◆ REQUIRED WORK
Show every line of the data below that includes the word "WindowId".

◆ RAW DATA
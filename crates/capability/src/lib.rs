//! Capability resolver for undocumented window-server functions.
//!
//! The functions this crate reaches for are private, unversioned and come and
//! go between OS releases. Each one is looked up by name from the system
//! graphics image the first time it is needed and treated as individually
//! optional:
//!
//! * a failed lookup is remembered and never retried;
//! * a successful lookup is cached for the process lifetime;
//! * the resolver as a whole is "available" iff the connection accessor
//!   ([`Symbol::DefaultConnection`]) resolves.
//!
//! Callers never see raw pointers. Every low-level call goes through
//! [`CapabilityResolver::perform_operation`], which checks availability,
//! acquires a connection, runs the call through a typed [`Session`] and
//! turns the status code into a [`Result`].

mod error;
mod resolver;
mod source;
mod symbol;
mod types;

pub use error::{CapabilityError, Result};
pub use resolver::{Availability, CapabilityReport, CapabilityResolver, Session};
pub use source::{SymbolSource, SystemLibrary};
pub use symbol::Symbol;
pub use types::{ConnectionId, SharingState, Status, WindowId, WindowLevel};
//! Objective-C runtime host.
//!
//! Routes [`DispatchHost`] calls to `libobjc`. Instance-method lookup in the
//! runtime already walks the superclass chain, so the inherited-slot rules of
//! the trait hold without extra bookkeeping here.

use std::ffi::{CString, c_char, c_void};

use crate::{DispatchHost, EntryPoint, Signature};

type Class = *mut c_void;
type Sel = *const c_void;
type Method = *mut c_void;
type Imp = *const c_void;

#[link(name = "objc")]
unsafe extern "C" {
	fn objc_getClass(name: *const c_char) -> Class;
	fn sel_registerName(name: *const c_char) -> Sel;
	fn class_getInstanceMethod(cls: Class, name: Sel) -> Method;
	fn class_addMethod(cls: Class, name: Sel, imp: Imp, types: *const c_char) -> i8;
	fn method_getImplementation(method: Method) -> Imp;
	fn method_setImplementation(method: Method, imp: Imp) -> Imp;
	fn method_exchangeImplementations(first: Method, second: Method);
}

/// Process-wide Objective-C runtime.
///
/// Stateless: every call goes straight to the runtime. Must only be driven
/// from the main thread while the toolkit may dispatch concurrently.
#[derive(Debug, Default, Clone, Copy)]
pub struct ObjcRuntime;

impl ObjcRuntime {
	pub const fn new() -> Self {
		Self
	}

	fn class(&self, name: &str) -> Option<Class> {
		let name = CString::new(name).ok()?;
		// SAFETY: `name` is a valid NUL-terminated string for the call.
		let cls = unsafe { objc_getClass(name.as_ptr()) };
		(!cls.is_null()).then_some(cls)
	}

	fn selector(&self, name: &str) -> Option<Sel> {
		let name = CString::new(name).ok()?;
		// SAFETY: selectors are interned by the runtime and live forever.
		let sel = unsafe { sel_registerName(name.as_ptr()) };
		(!sel.is_null()).then_some(sel)
	}

	fn method(&self, class: &str, operation: &str) -> Option<Method> {
		let cls = self.class(class)?;
		let sel = self.selector(operation)?;
		// SAFETY: `cls` and `sel` were returned non-null by the runtime.
		let method = unsafe { class_getInstanceMethod(cls, sel) };
		(!method.is_null()).then_some(method)
	}
}

impl DispatchHost for ObjcRuntime {
	fn contains_type(&self, class: &str) -> bool {
		self.class(class).is_some()
	}

	fn implementation(&self, class: &str, operation: &str) -> Option<EntryPoint> {
		let method = self.method(class, operation)?;
		// SAFETY: `method` is a live runtime method handle.
		EntryPoint::from_ptr(unsafe { method_getImplementation(method) })
	}

	fn add_operation(&mut self, class: &str, operation: &str, entry: EntryPoint, signature: &Signature) -> bool {
		let (Some(cls), Some(sel)) = (self.class(class), self.selector(operation)) else {
			return false;
		};
		let Ok(types) = CString::new(signature.as_str()) else {
			return false;
		};
		// SAFETY: `entry` is the address of an `extern "C"` function whose
		// layout matches `types`; the runtime copies the encoding string.
		unsafe { class_addMethod(cls, sel, entry.as_ptr(), types.as_ptr()) != 0 }
	}

	fn set_implementation(&mut self, class: &str, operation: &str, entry: EntryPoint) -> Option<EntryPoint> {
		let method = self.method(class, operation)?;
		// SAFETY: see `add_operation`; `method` is a live runtime handle.
		EntryPoint::from_ptr(unsafe { method_setImplementation(method, entry.as_ptr()) })
	}

	fn exchange(&mut self, class: &str, first: &str, second: &str) -> bool {
		let (Some(a), Some(b)) = (self.method(class, first), self.method(class, second)) else {
			return false;
		};
		// SAFETY: both handles are live and belong to the same class chain.
		unsafe { method_exchangeImplementations(a, b) };
		true
	}
}
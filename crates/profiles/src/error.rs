use thiserror::Error;

/// Profile configuration errors. Always fatal to the requested operation.
#[derive(Debug, Error)]
pub enum ProfileError {
	#[error("profile name must not be empty")]
	EmptyName,
	#[error("profile {0:?} depends on itself")]
	SelfDependency(String),
	#[error("profile {0:?} is already registered")]
	Duplicate(String),
	#[error("unknown profile {name:?}{}", required_by.as_ref().map(|p| format!(" (required by {p:?})")).unwrap_or_default())]
	UnknownProfile { name: String, required_by: Option<String> },
	#[error("dependency cycle: {}", path.join(" -> "))]
	Cycle { path: Vec<String> },
	#[error("invalid profile document: {0}")]
	Parse(#[from] toml::de::Error),
}

pub type Result<T> = std::result::Result<T, ProfileError>;
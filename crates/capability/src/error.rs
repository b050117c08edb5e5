use thiserror::Error;

use crate::{Status, Symbol, WindowId};

/// Capability failures. All of them are recoverable: callers fall back to a
/// documented mechanism or report the feature as unavailable.
#[derive(Debug, Clone, PartialEq, Eq, Error)]
pub enum CapabilityError {
	#[error("failed to open {path}: {message}")]
	Library { path: String, message: String },
	#[error("{operation}: {symbol} is unavailable")]
	Unavailable { operation: &'static str, symbol: Symbol },
	#[error("{operation}: no window-server connection")]
	NoConnection { operation: &'static str },
	#[error("{operation} failed for window {window} with status {status}")]
	Failed {
		operation: &'static str,
		window: WindowId,
		status: Status,
	},
}

pub type Result<T> = std::result::Result<T, CapabilityError>;
use std::fmt;

/// Window-server functions the resolver knows how to look up.
#[derive(Debug, Clone, Copy, PartialEq, Eq, Hash, PartialOrd, Ord)]
pub enum Symbol {
	/// Connection-handle accessor. Every other call needs its result.
	DefaultConnection,
	SetWindowSharingState,
	GetWindowSharingState,
	SetWindowLevel,
	GetWindowLevel,
}

impl Symbol {
	pub const COUNT: usize = 5;

	pub const ALL: [Symbol; Self::COUNT] = [
		Self::DefaultConnection,
		Self::SetWindowSharingState,
		Self::GetWindowSharingState,
		Self::SetWindowLevel,
		Self::GetWindowLevel,
	];

	/// Exported name in the system graphics image.
	pub const fn name(self) -> &'static str {
		match self {
			Self::DefaultConnection => "CGSDefaultConnection",
			Self::SetWindowSharingState => "CGSSetWindowSharingState",
			Self::GetWindowSharingState => "CGSGetWindowSharingState",
			Self::SetWindowLevel => "CGSSetWindowLevel",
			Self::GetWindowLevel => "CGSGetWindowLevel",
		}
	}

	/// Only the connection accessor decides overall availability.
	pub const fn is_critical(self) -> bool {
		matches!(self, Self::DefaultConnection)
	}

	pub(crate) const fn index(self) -> usize {
		self as usize
	}
}

impl fmt::Display for Symbol {
	fn fmt(&self, f: &mut fmt::Formatter<'_>) -> fmt::Result {
		f.write_str(self.name())
	}
}
impl AppKit {
	pub fn new() -> Result<Self, ToolkitError> {
		let thread = class("NSThread").ok_or(ToolkitError::Unavailable("NSThread"))?;
		let is_main = selector("isMainThread").ok_or(ToolkitError::Unavailable("isMainThread"))?;
		if send!(i8; thread, is_main) == 0 {
			return Err(ToolkitError::Unavailable("not on the main thread"));
		}

		let app_class = class(APPLICATION_CLASS).ok_or(ToolkitError::Unavailable(APPLICATION_CLASS))?;
		let shared = selector("sharedApplication").ok_or(ToolkitError::Unavailable("sharedApplication"))?;
		let application = send!(Id; app_class, shared);
		if application.is_null() {
			return Err(ToolkitError::Unavailable("shared application"));
		}

		let observer_class = observer_class().ok_or(ToolkitError::Unavailable("observer class"))?;
		let new = selector("new").ok_or(ToolkitError::Unavailable("new"))?;
		let observer = send!(Id; observer_class, new);
		if observer.is_null() {
			return Err(ToolkitError::Unavailable("observer"));
		}

		tracing::debug!(domain = "appkit", "toolkit ready");
		Ok(Self {
			runtime: ObjcRuntime::new(),
			application,
			observer,
		})
	}

	/// Live window object for `window`.
	///
	/// Handles are only dereferenced after they are found in the
	/// application's current window list.
	fn live(&self, window: WindowHandle) -> Option<Id> {
		self.window_objects()
			.into_iter()
			.find(|object| *object as u64 == window.0)
	}

	fn window_objects(&self) -> Vec<Id> {
		let (Some(windows), Some(count), Some(at)) = (selector("windows"), selector("count"), selector("objectAtIndex:"))
		else {
			return Vec::new();
		};
		let array = send!(Id; self.application, windows);
		if array.is_null() {
			return Vec::new();
		}
		let len = send!(usize; array, count);
		(0..len)
			.map(|index| send!(Id; array, at, index => usize))
			.filter(|object| !object.is_null())
			.collect()
	}

	fn object(&self, target: Target) -> Option<Id> {
		match target {
			Target::Window(window) => self.live(window),
			Target::Application => Some(self.application),
		}
	}
}
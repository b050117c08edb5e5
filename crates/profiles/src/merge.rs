use std::sync::Arc;

use crate::{OverrideMap, Profile, PropertyMap, PropertyValue};

/// Final type → property → value mapping of an applied profile list.
#[derive(Debug, Clone, Default, PartialEq)]
pub struct MergedOverrides {
	map: OverrideMap,
	applied: Vec<String>,
	direct_control: bool,
}

impl MergedOverrides {
	/// Folds `profiles` in order; a later entry for the same
	/// `(type, property)` pair replaces an earlier one.
	pub fn from_profiles<'a>(profiles: impl IntoIterator<Item = &'a Arc<Profile>>) -> Self {
		let mut merged = Self::default();
		for profile in profiles {
			for (class, properties) in profile.overrides() {
				let target = merged.map.entry(class.clone()).or_default();
				for (property, value) in properties {
					if let Some(previous) = target.insert(property.clone(), value.clone())
						&& previous != *value
					{
						tracing::debug!(
							domain = "profiles",
							profile = profile.name(),
							class = class.as_str(),
							property = property.as_str(),
							%previous,
							%value,
							"override replaced",
						);
					}
				}
			}
			merged.direct_control |= profile.requests_direct_control();
			merged.applied.push(profile.name().to_string());
		}
		merged
	}

	/// Layers one value on top of the merged result and returns the value it
	/// replaced.
	pub fn insert(
		&mut self,
		class: impl Into<String>,
		property: impl Into<String>,
		value: PropertyValue,
	) -> Option<PropertyValue> {
		self.map.entry(class.into()).or_default().insert(property.into(), value)
	}

	pub fn get(&self, class: &str, property: &str) -> Option<&PropertyValue> {
		self.map.get(class)?.get(property)
	}

	/// Overrides for one target type.
	pub fn properties(&self, class: &str) -> Option<&PropertyMap> {
		self.map.get(class)
	}

	pub fn classes(&self) -> impl Iterator<Item = &str> {
		self.map.keys().map(String::as_str)
	}

	pub fn as_map(&self) -> &OverrideMap {
		&self.map
	}

	/// Profile names in application order.
	pub fn applied(&self) -> &[String] {
		&self.applied
	}

	/// True if any applied profile asked for direct window-server calls.
	pub fn requests_direct_control(&self) -> bool {
		self.direct_control
	}

	pub fn is_empty(&self) -> bool {
		self.map.values().all(PropertyMap::is_empty)
	}

	pub fn len(&self) -> usize {
		self.map.values().map(PropertyMap::len).sum()
	}
}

◆ RESPONSE
pub use types::{ConnectionId, SharingState, Status, WindowId, WindowLevel};
use crate::{Status, Symbol, WindowId};
		window: WindowId,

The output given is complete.